Все трое выпили. Митя схватил бутылку и тотчас же налил опять три стакана.

— Теперь за Россию, панове, и побратаемся!

— Налей и нам, — сказала Грушенька, — за Россию и я хочу пить.

— И я, — сказал Калганов.

— Да и я бы тоже-с… за Россеюшку, старую бабусеньку, — подхихикнул Максимов.

— Все, все! — восклицал Митя. — Хозяин, еще бутылок!

Принесли все три оставшиеся бутылки из привезенных Митей. Митя разлил.

— За Россию, ура! — провозгласил он снова. Все, кроме панов, выпили, а Грушенька выпила разом весь свой стакан. Панове же и не дотронулись до своих.

— Как же вы, панове? — воскликнул Митя. — Так вы так-то? Пан Врублевский взял стакан, поднял его и зычным голосом проговорил:

— За Россию в пределах до семьсот семьдесят второго года!

— Ото бардзо пенкне! (Вот так хорошо!), — крикнул другой пан, и оба разом осушили свои стаканы.

— Дурачье же вы, панове! — сорвалось вдруг у Мити.

— Па-не!! — прокричали оба пана с угрозою, наставившись на Митю как петухи.
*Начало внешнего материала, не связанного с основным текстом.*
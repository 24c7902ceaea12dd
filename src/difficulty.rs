use std::time::Duration;

/// One step of the difficulty ladder.
#[derive(Debug, Clone, Copy, PartialEq)]
pub struct Rung {
    /// WPM needed to climb onto this rung
    pub wpm_threshold: u32,
    /// Most words allowed on screen at once
    pub word_count_target: usize,
    pub spawn_interval: Duration,
}

const fn rung(wpm_threshold: u32, word_count_target: usize, millis: u64) -> Rung {
    Rung {
        wpm_threshold,
        word_count_target,
        spawn_interval: Duration::from_millis(millis),
    }
}

/// Starting rung plus the escalation table, ordered by WPM.
pub const LADDER: [Rung; 6] = [
    rung(0, 10, 2000),
    rung(5, 11, 1500),
    rung(10, 12, 1250),
    rung(15, 13, 1000),
    rung(20, 14, 750),
    rung(25, 15, 500),
];

/// Difficulty ratchet. Climbs at most one rung per evaluation and never
/// steps back down.
#[derive(Debug, Clone)]
pub struct Difficulty {
    rungs: Vec<Rung>,
    level: usize,
}

impl Default for Difficulty {
    fn default() -> Self {
        Self::new(LADDER.to_vec())
    }
}

impl Difficulty {
    /// `rungs` must be strictly increasing in word count and strictly
    /// decreasing in spawn interval; the first rung is the starting level.
    pub fn new(rungs: Vec<Rung>) -> Self {
        debug_assert!(!rungs.is_empty());
        debug_assert!(rungs.windows(2).all(|w| {
            w[0].word_count_target < w[1].word_count_target
                && w[0].spawn_interval > w[1].spawn_interval
        }));
        Self { rungs, level: 0 }
    }

    /// Starting rung with a custom interval; the rest of the ladder is kept
    /// if it is still strictly faster.
    pub fn starting_at(interval: Duration) -> Self {
        let mut rungs = LADDER.to_vec();
        rungs[0].spawn_interval = interval;
        let base = rungs[0];
        let rest = rungs
            .into_iter()
            .skip(1)
            .filter(|r| r.spawn_interval < base.spawn_interval);
        Self::new(std::iter::once(base).chain(rest).collect())
    }

    pub fn level(&self) -> usize {
        self.level
    }

    pub fn current(&self) -> Rung {
        self.rungs[self.level]
    }

    pub fn spawn_interval(&self) -> Duration {
        self.current().spawn_interval
    }

    pub fn word_count_target(&self) -> usize {
        self.current().word_count_target
    }

    /// Feed a WPM sample. Returns the new rung when the ratchet advanced.
    pub fn evaluate(&mut self, wpm: u32) -> Option<Rung> {
        // one rung at a time, even if the sample clears several thresholds
        let level = self.level + 1;
        let next = self.rungs.get(level)?;
        if wpm < next.wpm_threshold || next.word_count_target <= self.word_count_target() {
            return None;
        }
        self.level = level;
        log::info!(
            "difficulty raised to level {} ({} words, {:?})",
            level,
            self.rungs[level].word_count_target,
            self.rungs[level].spawn_interval
        );
        Some(self.rungs[level])
    }
}

/// How many missed words are tolerated at a given spawn interval.
pub fn missed_words_threshold(spawn_interval: Duration) -> u32 {
    let secs = spawn_interval.as_secs_f64();
    if secs <= 0.5 {
        30
    } else if secs <= 0.75 {
        25
    } else if secs <= 1.0 {
        20
    } else if secs <= 1.25 {
        15
    } else if secs <= 1.5 {
        10
    } else {
        20
    }
}

/// What a miss or a correct word did to the lives pool.
#[derive(Debug, Clone, Copy, PartialEq, Eq)]
pub enum LivesChange {
    Lost(u32),
    Gained(u32),
}

/// Lives bounded to `[0, max]`. Every `miss_divisor` misses costs a life,
/// every `streak_for_life` consecutive correct words earns one back.
#[derive(Debug, Clone, PartialEq)]
pub struct LivesPool {
    lives: u32,
    max: u32,
    miss_divisor: u32,
    streak_for_life: u32,
    streak: u32,
}

impl LivesPool {
    pub fn new(max: u32, miss_divisor: u32, streak_for_life: u32) -> Self {
        Self {
            lives: max,
            max,
            miss_divisor: miss_divisor.max(1),
            streak_for_life: streak_for_life.max(1),
            streak: 0,
        }
    }

    pub fn lives(&self) -> u32 {
        self.lives
    }

    pub fn max(&self) -> u32 {
        self.max
    }

    pub fn streak(&self) -> u32 {
        self.streak
    }

    pub fn is_exhausted(&self) -> bool {
        self.lives == 0
    }

    /// `missed_total` is the scene's running miss count including this one.
    pub fn on_miss(&mut self, missed_total: u32) -> Option<LivesChange> {
        self.streak = 0;
        if missed_total == 0 || missed_total % self.miss_divisor != 0 || self.lives == 0 {
            return None;
        }
        self.lives -= 1;
        Some(LivesChange::Lost(self.lives))
    }

    pub fn on_correct(&mut self) -> Option<LivesChange> {
        self.streak += 1;
        if self.streak < self.streak_for_life {
            return None;
        }
        self.streak = 0;
        if self.lives >= self.max {
            return None;
        }
        self.lives += 1;
        Some(LivesChange::Gained(self.lives))
    }

    pub fn break_streak(&mut self) {
        self.streak = 0;
    }
}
Особенно вскипел пан Врублевский.

— Але не можно не мець слабосьци до своего краю? — возгласил он. (Разве можно не любить своей стороны?)

— Молчать! Не ссориться! Чтобы не было ccop! — крикнула повелительно Грушенька и стукнула ножкой об пол. Лицо ее загорелось, глаза засверкали. Только что выпитый стакан сказался. Митя страшно испугался.

— Панове, простите! это я виноват, я не буду. Врублевский, пан Врублевский, я не буду!..

— Да молчи хоть ты-то, садись, экой глупый! — со злобною досадой огрызнулась на него Грушенька.

Все уселись, все примолкли, все смотрели друг на друга.

— Господа, всему я причиной! — начал опять Митя, ничего не понявший в возгласе Грушеньки; — ну, чего же мы сидим? Ну, чем же нам заняться… чтобы было весело, опять весело?